# Pleco aggressivity



## Zoe (Feb 26, 2006)

I am growing a couple of plecos out for one of the LFS in my 90gallon. They are currently about 1.5" long.
Are plecos aggressive with each other? Can I put a BN Pleco in with them (3.5" long) or is that asking for trouble?

Thanks,
Zoe


----------



## joe kool (Jan 24, 2005)

They do tend to get territorial when they get bigger, Males more so than females. BN really need to be just a couple in a tank as they are real efficient at their job (some of the best over all tank cleaners I've found) and will need supplemented even by themselves long term. As long as you supplement feed them you can get away with about as many as you want, especially if it's short term just to grow some to a certain size for someone. Keep in mine though it will increase the bio load on your own tank


----------



## Zoe (Feb 26, 2006)

Well, right now the BN is in a 30gallon tank on sand, and I just can't stand the mess that that little poop-machine is making. I am rather certain it is a female.
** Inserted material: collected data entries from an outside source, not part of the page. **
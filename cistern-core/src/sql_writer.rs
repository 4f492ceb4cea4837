use crate::{
    ColumnDef, DataType, Filter, JoinClause, JoinType, Operand, Operator, Order, Predicate, Row,
    SelectQuery, TableSchema, Value, separated_by,
};
use std::fmt::Write;

macro_rules! write_quoted_integer {
    ($out:expr, $value:expr) => {{
        let mut buffer = itoa::Buffer::new();
        $out.push('\'');
        $out.push_str(buffer.format($value));
        $out.push('\'');
    }};
}

macro_rules! write_quoted_float {
    ($out:expr, $value:expr) => {{
        let mut buffer = ryu::Buffer::new();
        $out.push('\'');
        $out.push_str(buffer.format($value));
        $out.push('\'');
    }};
}

/// Renders queries, values and DDL into SQL text.
///
/// Every method has a default body producing the generic dialect, a backend
/// overrides the ones it disagrees with and inherits the rest. All output
/// goes through a `&mut String` so composite statements assemble without
/// intermediate allocations.
///
/// Scalar values are rendered inside single quotes across the board, also
/// numbers, so a value survives whichever column type the server resolves.
/// Identifiers are emitted verbatim and are trusted to be well formed.
pub trait SqlWriter {
    fn write_value(&self, out: &mut String, value: &Value) {
        match value {
            Value::Null => out.push_str("NULL"),
            Value::Boolean(v) => out.push_str(if *v { "'true'" } else { "'false'" }),
            Value::Int8(v) => write_quoted_integer!(out, *v),
            Value::Int16(v) => write_quoted_integer!(out, *v),
            Value::Int32(v) => write_quoted_integer!(out, *v),
            Value::Int64(v) => write_quoted_integer!(out, *v),
            Value::UInt8(v) => write_quoted_integer!(out, *v),
            Value::UInt16(v) => write_quoted_integer!(out, *v),
            Value::UInt32(v) => write_quoted_integer!(out, *v),
            Value::UInt64(v) => write_quoted_integer!(out, *v),
            Value::Float32(v) => write_quoted_float!(out, *v),
            Value::Float64(v) => write_quoted_float!(out, *v),
            Value::Decimal(v) => {
                let _ = write!(out, "'{}'", v);
            }
            Value::Text(v) => self.write_value_text(out, v),
            Value::Date(v) => {
                out.push('\'');
                self.write_value_date(out, v);
                out.push('\'');
            }
            Value::DateTime(v) => {
                out.push('\'');
                self.write_value_date(out, &v.date());
                out.push(' ');
                self.write_value_time(out, &v.time());
                out.push('\'');
            }
            Value::Uuid(v) => {
                let _ = write!(out, "'{}'", v);
            }
            Value::Array(v) => {
                out.push('[');
                separated_by(out, v, |out, value| self.write_value(out, value), ", ");
                out.push(']');
            }
        }
    }

    /// Quotes and escapes a string literal. Embedded quotes are doubled and
    /// backslashes doubled, both escapes the server unescapes on read.
    fn write_value_text(&self, out: &mut String, value: &str) {
        out.push('\'');
        let mut position = 0;
        for (i, c) in value.char_indices() {
            let replacement = match c {
                '\'' => "''",
                '\\' => "\\\\",
                '\n' => "\\n",
                '\r' => "\\r",
                _ => continue,
            };
            out.push_str(&value[position..i]);
            out.push_str(replacement);
            position = i + c.len_utf8();
        }
        out.push_str(&value[position..]);
        out.push('\'');
    }

    fn write_value_date(&self, out: &mut String, value: &time::Date) {
        let _ = write!(
            out,
            "{:04}-{:02}-{:02}",
            value.year(),
            value.month() as u8,
            value.day(),
        );
    }

    fn write_value_time(&self, out: &mut String, value: &time::Time) {
        let _ = write!(
            out,
            "{:02}:{:02}:{:02}",
            value.hour(),
            value.minute(),
            value.second(),
        );
        let mut subsecond = value.nanosecond();
        if subsecond > 0 {
            let mut width = 9;
            while subsecond % 10 == 0 {
                subsecond /= 10;
                width -= 1;
            }
            let _ = write!(out, ".{:0width$}", subsecond);
        }
    }

    fn write_column_type(&self, out: &mut String, value: &DataType) {
        match value {
            DataType::Boolean => out.push_str("Bool"),
            DataType::Int8 => out.push_str("Int8"),
            DataType::Int16 => out.push_str("Int16"),
            DataType::Int32 => out.push_str("Int32"),
            DataType::Int64 => out.push_str("Int64"),
            DataType::UInt8 => out.push_str("UInt8"),
            DataType::UInt16 => out.push_str("UInt16"),
            DataType::UInt32 => out.push_str("UInt32"),
            DataType::UInt64 => out.push_str("UInt64"),
            DataType::Float32 => out.push_str("Float32"),
            DataType::Float64 => out.push_str("Float64"),
            DataType::Decimal(precision, scale) => {
                let _ = write!(out, "Decimal({}, {})", precision, scale);
            }
            DataType::String => out.push_str("String"),
            DataType::FixedString(length) => {
                let _ = write!(out, "FixedString({})", length);
            }
            DataType::Date => out.push_str("Date"),
            DataType::DateTime => out.push_str("DateTime"),
            DataType::DateTime64(precision) => {
                let _ = write!(out, "DateTime64({})", precision);
            }
            DataType::Uuid => out.push_str("UUID"),
            DataType::Array(inner) => {
                out.push_str("Array(");
                self.write_column_type(out, inner);
                out.push(')');
            }
            DataType::Nullable(inner) => {
                out.push_str("Nullable(");
                self.write_column_type(out, inner);
                out.push(')');
            }
            DataType::LowCardinality(inner) => {
                out.push_str("LowCardinality(");
                self.write_column_type(out, inner);
                out.push(')');
            }
        }
    }

    fn operator_sql(&self, op: &Operator) -> &'static str {
        match op {
            Operator::Eq => "=",
            Operator::Gt => ">",
            Operator::Gte => ">=",
            Operator::Lt => "<",
            Operator::Lte => "<=",
            Operator::Ne => "!=",
            Operator::Like => "LIKE",
            Operator::In => "IN",
            Operator::NotIn => "NOT IN",
        }
    }

    fn write_predicate(&self, out: &mut String, predicate: &Predicate) {
        out.push_str(&predicate.column);
        out.push(' ');
        out.push_str(self.operator_sql(&predicate.op));
        out.push(' ');
        match (&predicate.operand, predicate.op.expects_list()) {
            (Operand::One(value), false) => self.write_value(out, value),
            (Operand::One(value), true) => {
                out.push('(');
                self.write_value(out, value);
                out.push(')');
            }
            (Operand::Many(values), true) => {
                out.push('(');
                separated_by(out, values, |out, value| self.write_value(out, value), ", ");
                out.push(')');
            }
            // Scalar operator with a list operand, render the array literal.
            (Operand::Many(values), false) => {
                out.push('[');
                separated_by(out, values, |out, value| self.write_value(out, value), ", ");
                out.push(']');
            }
        }
    }

    fn write_filter(&self, out: &mut String, filter: &Filter) {
        separated_by(
            out,
            &filter.predicates,
            |out, predicate| self.write_predicate(out, predicate),
            " AND ",
        );
    }

    fn write_join_type(&self, out: &mut String, value: &JoinType) {
        out.push_str(match value {
            JoinType::Inner => "INNER JOIN",
            JoinType::Left => "LEFT JOIN",
            JoinType::Right => "RIGHT JOIN",
        });
    }

    fn write_join(&self, out: &mut String, value: &JoinClause) {
        self.write_join_type(out, &value.join);
        out.push(' ');
        out.push_str(&value.table);
        out.push_str(" ON ");
        out.push_str(&value.on);
    }

    fn write_order(&self, out: &mut String, value: &Order) {
        out.push_str(match value {
            Order::Asc => "ASC",
            Order::Desc => "DESC",
        });
    }

    fn write_select(&self, out: &mut String, query: &SelectQuery) {
        out.push_str("SELECT ");
        if query.columns.is_empty() {
            out.push('*');
        } else {
            separated_by(out, &query.columns, |out, c| out.push_str(c), ", ");
        }
        out.push_str(" FROM ");
        out.push_str(&query.source);
        for join in &query.joins {
            out.push(' ');
            self.write_join(out, join);
        }
        if !query.filter.is_empty() {
            out.push_str(" WHERE ");
            self.write_filter(out, &query.filter);
        }
        if !query.group_by.is_empty() {
            out.push_str(" GROUP BY ");
            separated_by(out, &query.group_by, |out, c| out.push_str(c), ", ");
        }
        if !query.having.is_empty() {
            out.push_str(" HAVING ");
            separated_by(out, &query.having, |out, c| out.push_str(c), " AND ");
        }
        if !query.order_by.is_empty() {
            out.push_str(" ORDER BY ");
            separated_by(
                out,
                &query.order_by,
                |out, (column, order)| {
                    out.push_str(column);
                    out.push(' ');
                    self.write_order(out, order);
                },
                ", ",
            );
        }
        if let Some(limit) = query.limit {
            let mut buffer = itoa::Buffer::new();
            out.push_str(" LIMIT ");
            out.push_str(buffer.format(limit));
        }
        if let Some(offset) = query.offset {
            let mut buffer = itoa::Buffer::new();
            out.push_str(" OFFSET ");
            out.push_str(buffer.format(offset));
        }
    }

    fn write_insert(&self, out: &mut String, table: &str, rows: &[Row]) {
        let Some(first) = rows.first() else {
            return;
        };
        out.push_str("INSERT INTO ");
        out.push_str(table);
        out.push_str(" (");
        separated_by(out, first.labels.iter(), |out, c| out.push_str(c), ", ");
        out.push_str(") VALUES\n");
        separated_by(
            out,
            rows,
            |out, row| {
                out.push('(');
                separated_by(
                    out,
                    row.values.iter(),
                    |out, value| self.write_value(out, value),
                    ", ",
                );
                out.push(')');
            },
            ",\n",
        );
    }

    fn write_column_def(&self, out: &mut String, column: &ColumnDef) {
        out.push_str(&column.name);
        out.push(' ');
        self.write_column_type(out, &column.data_type);
        if let Some(default) = &column.default {
            out.push_str(" DEFAULT ");
            self.write_value(out, default);
        }
        if let Some(comment) = &column.comment {
            out.push_str(" COMMENT ");
            self.write_value_text(out, comment);
        }
    }

    fn write_create_table(&self, out: &mut String, schema: &TableSchema, if_not_exists: bool) {
        out.push_str("CREATE TABLE ");
        if if_not_exists {
            out.push_str("IF NOT EXISTS ");
        }
        out.push_str(&schema.table);
        out.push_str(" (\n");
        separated_by(
            out,
            &schema.columns,
            |out, column| self.write_column_def(out, column),
            ",\n",
        );
        out.push_str("\n) ENGINE = ");
        out.push_str(&schema.options.engine);
        let order_by = &schema.options.order_by;
        if !order_by.is_empty() {
            out.push_str("\nORDER BY ");
            if let [single] = order_by.as_slice() {
                out.push_str(single);
            } else {
                out.push('(');
                separated_by(out, order_by, |out, c| out.push_str(c), ", ");
                out.push(')');
            }
        }
        if let Some(partition_by) = &schema.options.partition_by {
            out.push_str("\nPARTITION BY ");
            out.push_str(partition_by);
        }
        if !schema.options.settings.is_empty() {
            out.push_str("\nSETTINGS ");
            separated_by(
                out,
                &schema.options.settings,
                |out, (name, value)| {
                    out.push_str(name);
                    out.push_str(" = ");
                    out.push_str(value);
                },
                ", ",
            );
        }
    }

    fn write_drop_table(&self, out: &mut String, table: &str, if_exists: bool) {
        out.push_str("DROP TABLE ");
        if if_exists {
            out.push_str("IF EXISTS ");
        }
        out.push_str(table);
    }

    fn write_add_column(&self, out: &mut String, table: &str, column: &ColumnDef) {
        out.push_str("ALTER TABLE ");
        out.push_str(table);
        out.push_str(" ADD COLUMN ");
        self.write_column_def(out, column);
    }

    fn write_drop_column(&self, out: &mut String, table: &str, column: &str) {
        out.push_str("ALTER TABLE ");
        out.push_str(table);
        out.push_str(" DROP COLUMN ");
        out.push_str(column);
    }
}

/// The dialect neutral writer every backend starts from.
#[derive(Debug, Clone, Copy, Default)]
pub struct GenericSqlWriter;

impl GenericSqlWriter {
    pub const fn new() -> Self {
        Self
    }
}

impl SqlWriter for GenericSqlWriter {}
use crate::{
    AssociationKind, Client, ColumnDef, Config, Error, Executor, Filter, GenericSqlWriter,
    InsertOptions, ModelDef, ModelRegistry, QueryOptions, Result, ResultSet, Row, SelectQuery,
    SqlWriter, Value, truncated,
};
use log::{debug, error, info};
use std::fmt;

/// Statement run right after connecting to prove the credentials actually
/// pass, clients often accept a connection and only reject on first use.
const CONNECTION_CHECK: &str = "SELECT 1";

/// Column every model is assumed to be keyed by when associations resolve.
const KEY_COLUMN: &str = "id";

/// A live connection with its model registry.
///
/// `Cistern` owns a [`Client`] and the [`ModelRegistry`] scoped to it, two
/// connections never share definitions. All SQL is rendered through the
/// writer and delegated to the client, errors coming back are wrapped into
/// the [`Error`] taxonomy with the client's message preserved.
pub struct Cistern<C: Client> {
    client: C,
    registry: ModelRegistry,
    config: Config,
}

impl<C: Client> Cistern<C> {
    /// Parses `url`, connects the client and verifies the session with
    /// [`CONNECTION_CHECK`]. A transport failure maps to
    /// [`Error::ConnectionFailure`], a rejection of the check query to
    /// [`Error::AuthenticationFailure`].
    pub async fn connect(url: &str) -> Result<Self> {
        let config = Config::parse(url)?;
        debug!("connecting to {config}");
        let mut client = C::connect(&config)
            .await
            .map_err(|e| Error::ConnectionFailure(e.to_string()))?;
        client
            .query(CONNECTION_CHECK, &QueryOptions::default())
            .await
            .map_err(|e| Error::AuthenticationFailure(e.to_string()))?;
        info!("connected to {config}");
        Ok(Self {
            client,
            registry: ModelRegistry::new(),
            config,
        })
    }

    pub async fn close(mut self) -> Result<()> {
        self.client
            .close()
            .await
            .map_err(|e| Error::ConnectionFailure(e.to_string()))?;
        info!("closed connection to {}", self.config);
        Ok(())
    }

    pub fn config(&self) -> &Config {
        &self.config
    }

    pub fn client(&self) -> &C {
        &self.client
    }

    pub fn client_mut(&mut self) -> &mut C {
        &mut self.client
    }

    pub fn registry(&self) -> &ModelRegistry {
        &self.registry
    }

    pub fn sql_writer(&self) -> GenericSqlWriter {
        GenericSqlWriter::new()
    }

    /// Defines or redefines a model.
    pub fn define(&mut self, model: ModelDef) -> &mut Self {
        debug!("defining model {}", model.name());
        self.registry.define(model);
        self
    }

    fn model(&self, name: &str) -> Result<&ModelDef> {
        self.registry
            .get(name)
            .ok_or_else(|| Error::UnknownModel(name.to_owned()))
    }

    /// Starts a query over a defined model's table.
    pub fn query(&self, model: &str) -> Result<SelectQuery> {
        let model = self.model(model)?;
        Ok(SelectQuery::new().from(model.schema.table.clone()))
    }

    /// Renders `query` and runs it on this connection.
    pub async fn find(&mut self, query: &SelectQuery) -> Result<ResultSet> {
        query.fetch(self).await
    }

    pub async fn create_table(&mut self, model: &str, if_not_exists: bool) -> Result<()> {
        let sql = {
            let model = self.model(model)?;
            let mut out = String::with_capacity(256);
            self.sql_writer()
                .write_create_table(&mut out, &model.schema, if_not_exists);
            out
        };
        self.execute(sql).await
    }

    pub async fn drop_table(&mut self, model: &str, if_exists: bool) -> Result<()> {
        let sql = {
            let model = self.model(model)?;
            let mut out = String::with_capacity(64);
            self.sql_writer()
                .write_drop_table(&mut out, &model.schema.table, if_exists);
            out
        };
        self.execute(sql).await
    }

    /// Creates the table of every defined model, in definition order, with
    /// `IF NOT EXISTS` so existing tables stay untouched.
    pub async fn sync_tables(&mut self) -> Result<()> {
        let statements = self
            .registry
            .iter()
            .map(|model| {
                let mut out = String::with_capacity(256);
                self.sql_writer()
                    .write_create_table(&mut out, &model.schema, true);
                out
            })
            .collect::<Vec<_>>();
        for sql in statements {
            self.execute(sql).await?;
        }
        Ok(())
    }

    /// Adds a column to the table and, once the server acknowledged, to the
    /// registered schema.
    pub async fn add_column(&mut self, model: &str, column: ColumnDef) -> Result<()> {
        let sql = {
            let model = self.model(model)?;
            let mut out = String::with_capacity(128);
            self.sql_writer()
                .write_add_column(&mut out, &model.schema.table, &column);
            out
        };
        self.execute(sql).await?;
        if let Some(model) = self.registry.get_mut(model) {
            model.schema.columns.push(column);
        }
        Ok(())
    }

    /// Drops a column from the table and the registered schema. Asking for
    /// a column the schema does not carry fails before reaching the server.
    pub async fn drop_column(&mut self, model: &str, column: &str) -> Result<()> {
        let sql = {
            let found = self.model(model)?;
            if !found.schema.has_column(column) {
                return Err(Error::MissingColumn {
                    model: model.to_owned(),
                    column: column.to_owned(),
                });
            }
            let mut out = String::with_capacity(64);
            self.sql_writer()
                .write_drop_column(&mut out, &found.schema.table, column);
            out
        };
        self.execute(sql).await?;
        if let Some(model) = self.registry.get_mut(model) {
            model.schema.columns.retain(|c| c.name != column);
        }
        Ok(())
    }

    /// Inserts rows of positional values matching the model's column order.
    /// Every row must carry exactly one value per column.
    pub async fn insert(&mut self, model: &str, rows: Vec<Vec<Value>>) -> Result<()> {
        let (table, labels) = {
            let model = self.model(model)?;
            (model.schema.table.clone(), model.schema.labels())
        };
        let expected = labels.len();
        let mut batch = Vec::with_capacity(rows.len());
        for (index, values) in rows.into_iter().enumerate() {
            if values.len() != expected {
                return Err(Error::InsertFailed(format!(
                    "model `{model}` expects {expected} values per row, row {index} carries {}",
                    values.len(),
                )));
            }
            batch.push(Row::new(labels.clone(), values));
        }
        if batch.is_empty() {
            return Ok(());
        }
        debug!("inserting {} rows into {table}", batch.len());
        self.client
            .insert(&table, batch, &InsertOptions::default())
            .await
            .map_err(|e| {
                error!("insert into {table} failed: {e}");
                Error::InsertFailed(e.to_string())
            })
    }

    /// Rows of the association `alias` of `model`, seen from `row`.
    pub async fn find_related(&mut self, model: &str, row: &Row, alias: &str) -> Result<ResultSet> {
        let query = self.related_query(model, row, alias)?;
        self.find(&query).await
    }

    /// Count of the association's rows, without materializing them.
    pub async fn count_related(&mut self, model: &str, row: &Row, alias: &str) -> Result<u64> {
        let query = self.related_query(model, row, alias)?.select(["count()"]);
        let result = self.find(&query).await?;
        result
            .scalar()
            .and_then(Value::as_u64)
            .ok_or_else(|| {
                Error::QueryExecutionFailed(format!(
                    "count over association `{alias}` returned no numeric scalar"
                ))
            })
    }

    pub async fn has_related(&mut self, model: &str, row: &Row, alias: &str) -> Result<bool> {
        Ok(self.count_related(model, row, alias).await? > 0)
    }

    fn related_query(&self, model: &str, row: &Row, alias: &str) -> Result<SelectQuery> {
        let missing = || Error::UnknownAssociation {
            model: model.to_owned(),
            alias: alias.to_owned(),
        };
        let association = self.model(model)?.association(alias).ok_or_else(missing)?;
        let target = self.registry.get(&association.target).ok_or_else(missing)?;
        let query = SelectQuery::new().from(target.schema.table.clone());
        Ok(match association.kind {
            AssociationKind::HasMany => {
                let key = key_value(model, row, KEY_COLUMN)?;
                query.filter(Filter::new().eq(association.foreign_key.as_str(), key))
            }
            AssociationKind::HasOne => {
                let key = key_value(model, row, KEY_COLUMN)?;
                query
                    .filter(Filter::new().eq(association.foreign_key.as_str(), key))
                    .limit(1)
            }
            AssociationKind::BelongsTo => {
                let key = key_value(model, row, association.foreign_key.as_str())?;
                query.filter(Filter::new().eq(KEY_COLUMN, key)).limit(1)
            }
        })
    }
}

// Manual impl, the client type is not required to be Debug.
impl<C: Client> fmt::Debug for Cistern<C> {
    fn fmt(&self, f: &mut fmt::Formatter<'_>) -> fmt::Result {
        f.debug_struct("Cistern")
            .field("config", &self.config)
            .field("registry", &self.registry)
            .finish_non_exhaustive()
    }
}

impl<C: Client> Executor for Cistern<C> {
    async fn fetch(&mut self, sql: String, options: QueryOptions) -> Result<ResultSet> {
        debug!("fetch: {}", truncated(&sql));
        self.client.query(&sql, &options).await.map_err(|e| {
            error!("query failed: {e}");
            Error::QueryExecutionFailed(e.to_string())
        })
    }

    async fn execute(&mut self, sql: String) -> Result<()> {
        debug!("execute: {}", truncated(&sql));
        match self.client.query(&sql, &QueryOptions::default()).await {
            Ok(_) => Ok(()),
            Err(e) => {
                error!("statement failed: {e}");
                Err(Error::QueryExecutionFailed(e.to_string()))
            }
        }
    }
}

fn key_value(model: &str, row: &Row, column: &str) -> Result<Value> {
    row.get(column).cloned().ok_or_else(|| Error::MissingColumn {
        model: model.to_owned(),
        column: column.to_owned(),
    })
}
I suppose that for the time being I'll put him in the 90gal. See, how he gets along in there.

Thanks!
Zoe


----------



## Pure (Jan 26, 2006)

Can you specify what this is.


> two spotted pleco


Look here http://www.planetcatfish.com/catelog/common_names.php

Not that it matters..just curious.

The BN will be more than fine in there as long as every one has a place to hide.


----------



## Zoe (Feb 26, 2006)

I'm sorry, I don't recall the name of the plecos. I should take a picture identification


----------



## FishMatt (May 12, 2010)

I read plecos fight with thier own kind.


----------



## emc7 (Jul 23, 2005)

FishMatt, the post you answered is from 2006. Its unlikely she's still waiting for an answer.


----------